__WORK REQUIRED__. Figure out the number of lines in the data that hold the string "ParamMap". Reply with that figure only.

__RECORDED INFORMATION__.
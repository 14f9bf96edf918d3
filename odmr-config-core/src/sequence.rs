//! Pulse-sequence document schema
//!
//! The generator referenced by `ps_path` writes a sequence document: a set
//! of named blocks, each listing pulses per logical channel, plus the order
//! and repeat counts in which the blocks are played. Times are in
//! microseconds.

use indexmap::IndexMap;
use serde::Serialize;
use std::collections::BTreeSet;

use crate::config::schema::SynchroniserSpec;
use crate::config::value::join_path;
use crate::error::ValidationResult;

/// Keys of a sequence document that are not block names.
pub const RESERVED_KEYS: &[&str] = &["total_duration", "sequencing_order", "sequencing_repeats"];

/// Length of one pass through a block.
#[derive(Debug, Clone, Copy, PartialEq)]
pub enum TotalDuration {
    /// Fixed length in microseconds; the block is padded up to it
    Fixed(f64),
    /// `"ignore"`: the block ends with its last pulse
    Ignore,
}

impl Serialize for TotalDuration {
    fn serialize<S: serde::Serializer>(&self, serializer: S) -> Result<S::Ok, S::Error> {
        match self {
            Self::Fixed(d) => serializer.serialize_f64(*d),
            Self::Ignore => serializer.serialize_str("ignore"),
        }
    }
}

impl TotalDuration {
    /// The fixed length, if any.
    #[must_use]
    pub const fn fixed(self) -> Option<f64> {
        match self {
            Self::Fixed(d) => Some(d),
            Self::Ignore => None,
        }
    }
}

/// A single pulse on one channel.
#[derive(Debug, Clone, Copy, PartialEq, Serialize)]
pub struct Pulse {
    /// Start time in microseconds
    pub start: f64,
    /// Duration in microseconds
    pub duration: f64,
    /// Analog amplitude, for channels that carry one
    #[serde(skip_serializing_if = "Option::is_none")]
    pub amplitude: Option<f64>,
    /// Carrier frequency in Hz
    #[serde(skip_serializing_if = "Option::is_none")]
    pub frequency: Option<f64>,
    /// Carrier phase in radians
    #[serde(skip_serializing_if = "Option::is_none")]
    pub phase: Option<f64>,
}

impl Pulse {
    /// Keys a pulse entry may contain.
    pub const FIELDS: &'static [&'static str] =
        &["start", "duration", "amplitude", "frequency", "phase"];

    /// End time in microseconds.
    #[must_use]
    pub fn end(&self) -> f64 {
        self.start + self.duration
    }
}

/// A named block: pulses grouped by logical channel, then by pulse name.
#[derive(Debug, Clone, Default, PartialEq, Serialize)]
#[serde(transparent)]
pub struct SequenceBlock {
    /// Channel name to its named pulses
    pub channels: IndexMap<String, IndexMap<String, Pulse>>,
}

impl SequenceBlock {
    /// Number of pulses across all channels.
    #[must_use]
    pub fn pulse_count(&self) -> usize {
        self.channels.values().map(IndexMap::len).sum()
    }

    /// End of the latest pulse, or `0.0` for an empty block.
    #[must_use]
    pub fn last_end(&self) -> f64 {
        self.channels
            .values()
            .flat_map(IndexMap::values)
            .map(Pulse::end)
            .fold(0.0, f64::max)
    }
}

/// A parsed pulse-sequence document.
#[derive(Debug, Clone, PartialEq, Serialize)]
pub struct SequenceDocument {
    /// Length of one pass through each block
    pub total_duration: TotalDuration,

    /// Block names in play order; a name may appear more than once
    pub sequencing_order: Vec<String>,

    /// Repeat count for each entry of `sequencing_order`
    pub sequencing_repeats: Vec<u64>,

    /// Every block defined in the document, in document order
    #[serde(flatten)]
    pub blocks: IndexMap<String, SequenceBlock>,
}

impl SequenceDocument {
    /// Every channel name used by any block.
    #[must_use]
    pub fn channels(&self) -> BTreeSet<&str> {
        self.blocks
            .values()
            .flat_map(|b| b.channels.keys())
            .map(String::as_str)
            .collect()
    }

    /// Pairs each ordered block with its repeat count.
    pub fn schedule(&self) -> impl Iterator<Item = (&str, u64)> {
        self.sequencing_order
            .iter()
            .map(String::as_str)
            .zip(self.sequencing_repeats.iter().copied())
    }

    /// Cross-checks the document against a synchroniser's channel mapping.
    ///
    /// Collects every issue. Overlapping pulses and blocks that are never
    /// played are warnings; everything else is an error.
    #[must_use]
    pub fn check_against(&self, synchroniser: &SynchroniserSpec) -> ValidationResult {
        let mut result = ValidationResult::default();

        if self.sequencing_order.len() != self.sequencing_repeats.len() {
            result.add_error(
                "sequencing_repeats",
                format!(
                    "has {} entries but sequencing_order has {}",
                    self.sequencing_repeats.len(),
                    self.sequencing_order.len()
                ),
            );
        }

        for (i, name) in self.sequencing_order.iter().enumerate() {
            if !self.blocks.contains_key(name) {
                result.add_error(
                    format!("sequencing_order[{i}]"),
                    format!("block '{name}' is not defined"),
                );
            }
        }

        for (block_name, block) in &self.blocks {
            if !self.sequencing_order.contains(block_name) {
                result.add_warning(block_name.as_str(), "block is defined but never played");
            }
            for (channel, pulses) in &block.channels {
                let channel_path = join_path(block_name, channel);
                if synchroniser.channel(channel).is_none() {
                    result.add_error(
                        channel_path.as_str(),
                        format!("channel '{channel}' is not in synchroniser.channel_mapping"),
                    );
                }
                self.check_pulses(&channel_path, pulses, &mut result);
            }
        }

        result
    }

    fn check_pulses(
        &self,
        channel_path: &str,
        pulses: &IndexMap<String, Pulse>,
        result: &mut ValidationResult,
    ) {
        for (name, pulse) in pulses {
            let path = join_path(channel_path, name);
            if pulse.start < 0.0 {
                result.add_error(
                    join_path(&path, "start"),
                    format!("start {} is negative", pulse.start),
                );
            }
            if pulse.duration < 0.0 {
                result.add_error(
                    join_path(&path, "duration"),
                    format!("duration {} is negative", pulse.duration),
                );
            }
            if let Some(total) = self.total_duration.fixed() {
                if pulse.end() > total {
                    result.add_error(
                        path.as_str(),
                        format!("pulse ends at {} after total_duration {total}", pulse.end()),
                    );
                }
            }
        }

        let mut ordered: Vec<(&str, &Pulse)> =
            pulses.iter().map(|(n, p)| (n.as_str(), p)).collect();
        ordered.sort_by(|a, b| a.1.start.total_cmp(&b.1.start));

        let mut latest: Option<(&str, f64)> = None;
        for (name, pulse) in ordered {
            if let Some((previous, end)) = latest {
                if pulse.start < end {
                    result.add_warning(
                        join_path(channel_path, name),
                        format!("overlaps pulse '{previous}' on the same channel"),
                    );
                }
                if pulse.end() <= end {
                    continue;
                }
            }
            latest = Some((name, pulse.end()));
        }
    }
}

#[cfg(test)]
mod tests {
    use super::*;

    fn pulse(start: f64, duration: f64) -> Pulse {
        Pulse {
            start,
            duration,
            amplitude: None,
            frequency: None,
            phase: None,
        }
    }

    fn block(entries: &[(&str, &str, Pulse)]) -> SequenceBlock {
        let mut block = SequenceBlock::default();
        for (channel, name, p) in entries {
            block
                .channels
                .entry((*channel).to_string())
                .or_default()
                .insert((*name).to_string(), *p);
        }
        block
    }

    #[test]
    fn test_pulse_end() {
        assert!((pulse(1.5, 2.0).end() - 3.5).abs() < f64::EPSILON);
    }

    #[test]
    fn test_block_last_end_and_count() {
        let b = block(&[
            ("LASER", "init", pulse(0.0, 3.0)),
            ("MW", "pi", pulse(3.5, 0.1)),
            ("READ", "r", pulse(1.0, 1.0)),
        ]);
        assert_eq!(b.pulse_count(), 3);
        assert!((b.last_end() - 3.6).abs() < 1e-9);
        assert!(SequenceBlock::default().last_end().abs() < f64::EPSILON);
    }

    #[test]
    fn test_schedule_and_channels() {
        let mut blocks = IndexMap::new();
        blocks.insert("a".to_string(), block(&[("MW", "p", pulse(0.0, 1.0))]));
        blocks.insert("b".to_string(), block(&[("LASER", "p", pulse(0.0, 1.0))]));
        let doc = SequenceDocument {
            total_duration: TotalDuration::Ignore,
            sequencing_order: vec!["a".to_string(), "b".to_string()],
            sequencing_repeats: vec![10, 1],
            blocks,
        };
        let schedule: Vec<_> = doc.schedule().collect();
        assert_eq!(schedule, [("a", 10), ("b", 1)]);
        assert_eq!(doc.channels().into_iter().collect::<Vec<_>>(), ["LASER", "MW"]);
    }

    fn synchroniser(channels: &[(&str, u32)]) -> SynchroniserSpec {
        SynchroniserSpec {
            kind: crate::config::schema::SynchroniserKind::PulseBlaster,
            config: crate::config::value::ParamMap::new(),
            channel_mapping: channels
                .iter()
                .map(|(n, i)| ((*n).to_string(), *i))
                .collect(),
            extra: crate::config::value::ParamMap::new(),
        }
    }

    fn document(order: &[&str], repeats: &[u64], blocks: &[(&str, SequenceBlock)]) -> SequenceDocument {
        SequenceDocument {
            total_duration: TotalDuration::Ignore,
            sequencing_order: order.iter().map(|s| (*s).to_string()).collect(),
            sequencing_repeats: repeats.to_vec(),
            blocks: blocks
                .iter()
                .map(|(n, b)| ((*n).to_string(), b.clone()))
                .collect(),
        }
    }

    #[test]
    fn test_check_against_valid_document() {
        let sync = synchroniser(&[("LASER", 2), ("MW", 3)]);
        let doc = document(
            &["init"],
            &[100],
            &[(
                "init",
                block(&[
                    ("LASER", "pump", pulse(0.0, 3.0)),
                    ("MW", "pi", pulse(3.5, 0.1)),
                ]),
            )],
        );
        let result = doc.check_against(&sync);
        assert!(result.is_valid(), "{:?}", result.errors);
        assert!(result.warnings.is_empty());
    }

    #[test]
    fn test_check_against_structure_errors() {
        let sync = synchroniser(&[("MW", 3)]);
        let doc = document(
            &["init", "missing"],
            &[1],
            &[("init", block(&[("LASER", "pump", pulse(0.0, 1.0))]))],
        );
        let result = doc.check_against(&sync);
        let paths: Vec<&str> = result.errors.iter().map(|i| i.path.as_str()).collect();
        assert_eq!(
            paths,
            ["sequencing_repeats", "sequencing_order[1]", "init.LASER"]
        );
    }

    #[test]
    fn test_check_against_pulse_errors() {
        let sync = synchroniser(&[("MW", 3)]);
        let mut doc = document(
            &["b"],
            &[1],
            &[(
                "b",
                block(&[
                    ("MW", "early", pulse(-1.0, 1.0)),
                    ("MW", "late", pulse(8.0, 5.0)),
                ]),
            )],
        );
        doc.total_duration = TotalDuration::Fixed(10.0);
        let result = doc.check_against(&sync);
        let paths: Vec<&str> = result.errors.iter().map(|i| i.path.as_str()).collect();
        assert_eq!(paths, ["b.MW.early.start", "b.MW.late"]);
    }

    #[test]
    fn test_check_against_warnings() {
        let sync = synchroniser(&[("MW", 3)]);
        let doc = document(
            &["a"],
            &[1],
            &[
                (
                    "a",
                    block(&[
                        ("MW", "long", pulse(0.0, 10.0)),
                        ("MW", "short", pulse(1.0, 1.0)),
                        ("MW", "inside", pulse(5.0, 1.0)),
                    ]),
                ),
                ("unused", block(&[("MW", "p", pulse(0.0, 1.0))])),
            ],
        );
        let result = doc.check_against(&sync);
        assert!(result.is_valid());
        let paths: Vec<&str> = result.warnings.iter().map(|i| i.path.as_str()).collect();
        assert_eq!(paths, ["a.MW.short", "a.MW.inside", "unused"]);
    }

    #[test]
    fn test_total_duration_fixed() {
        assert_eq!(TotalDuration::Fixed(10.0).fixed(), Some(10.0));
        assert_eq!(TotalDuration::Ignore.fixed(), None);
    }
}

__FINISHED EXERCISE__. 2